Le 25 juin dernier, alors que bon nombre d’entre nous cherchaient désespérément un espace climatisé ou se réfugier -voir un open air où se désaltérer-, une information, loin d’être anodine, s’évanouissait dans le néant médiatique. Hormis quelques publications spécialisés, quasiment aucun média n’ont abordé la nouvelle : l’hôtel particulier AnnA, situé 6 rue Anna Jacquin à Boulogne Billancourt, marquait l’histoire en devenant la première propriété européenne a être vendue entièrement via la blockchain. « Et alors ? », me répondrez-vous. « Entre le congélo qui tombe en panne et les coups de chaleurs successifs dans l’open space, j’ai d’autres glaçons à fondre ». Vous auriez tort. Bien plus qu’un cas isolé, cette opération financière d’un genre nouveau est prête à faire jurisprudence dans un marché de l’immobilier en pleine numérisation.
Villa numérique
La propriété luxueuse, estimée à 6,5 millions d’euros, a été vendue à deux promoteurs immobiliers, Valorcim et Sapeb Immobilier. Le procédé impliquait de transférer dans un premier lieu les droits de propriétés de l’immeuble à une société créée tout spécialement pour l’occasion dénommé Sapeb AnnA. Le capital social de cette dernière a ensuite été divisé en 100 tokens qui ont été redistribués aux propriétaires. Chaque token pourra ensuite être fractionnés en 100 000 sous-unités, et vendus le cas échéant à des investisseurs sur le marché secondaire.
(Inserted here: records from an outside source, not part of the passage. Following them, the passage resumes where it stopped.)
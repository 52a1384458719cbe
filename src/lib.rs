//! Declarative state convergence engine
//!
//! This crate continuously converges observable host state toward a
//! desired state expressed as a DAG of resources. It provides:
//! - A type system with Hindley-Milner style unification, backing the
//!   language frontend that produces resource descriptions
//! - A typed graph primitive with toposort and cycle diagnostics
//! - The resource model: identity, meta-params, and composable capability
//!   traits (grouping, send/recv, refresh, reversal, compatibility)
//! - Graph assembly from flat resource and edge lists, with duplicate
//!   merging, hidden variants, export bookkeeping, and send/recv wiring
//! - An auto-grouping rewrite with pluggable strategies
//! - The engine: one reactive worker per vertex (watch/check-apply loops,
//!   retries, rate limits, named semaphores, pause/resume) and an online
//!   graph swap that preserves matching workers
//! - The `World` interface for cluster side effects, plus a local
//!   file-backed KV with watch notifications

#![deny(clippy::unwrap_used)]
#![deny(clippy::expect_used)]

pub mod autogroup;
pub mod config;
pub mod engine;
pub mod error;
pub mod graph;
pub mod interpret;
pub mod resource;
pub mod testing;
pub mod types;
pub mod world;

pub use config::Config;
pub use engine::{CancelToken, Engine, WorkerStatus};
pub use error::{EngineError, EngineResult};
pub use graph::{Graph, GraphError};
pub use interpret::{interpret, Assembly, EdgeSpec};
pub use resource::{
    BoxedRes, CheckResult, Edge, MetaParams, ResHandle, ResKey, Resource,
};
pub use types::{Type, TypeError};
pub use world::{LocalWorld, World};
L’investissement minimum pourrait alors débutér à 6,5 euros… La transaction a été géré par la plateforme d’investissement Equisafe et placé sur la blockchain Ethereum.
« La transaction de l’hôtel AnnA fait office d’expérience, les promoteurs n’ont pas encore décidé s’ils revendront des tokens sur le marché secondaire », explique Bilal El Alamy, le cofondateur d’Equisafe. Pourtant, quand on regarde -pas si loin- en arrière, on est loin d’un coup de poker à l’aveugle. L’année dernière, une incroyable propriété new yorkaise de 30 millions d’euros – avait également été tokenisée avec succès, déjà par Ethereum. Et pas plus tard qu’en janvier dernier, Templum, un géant du crowdfunding, avait réussi une levée de fonds à hauteur de 18 millions de dollars en tokens pour le St. Regis Aspen Resort, un hôtel de luxe niché dans la prestigieuse station de sports d’hiver états unienne..
Une tokenisation à risque
Par rapport aux différentes formes de financements participatifs -OPCI, SPCI ou crowdfunding-, les biens immobiliers tokenisés présentent deux intérêts considérables : ils sont plus sécurisés que les titres traditionnels et ont des coûts de transaction plus faibles. L’immobilier est traditionnellement un marché aux coûts de transaction élevés, avec 14% du prix du bien en moyenne en France. La Blockchain réduit ces coûts puisque, si adopté au niveau national, il supprime la note d’un notaire, soit 15% des coûts de la transaction.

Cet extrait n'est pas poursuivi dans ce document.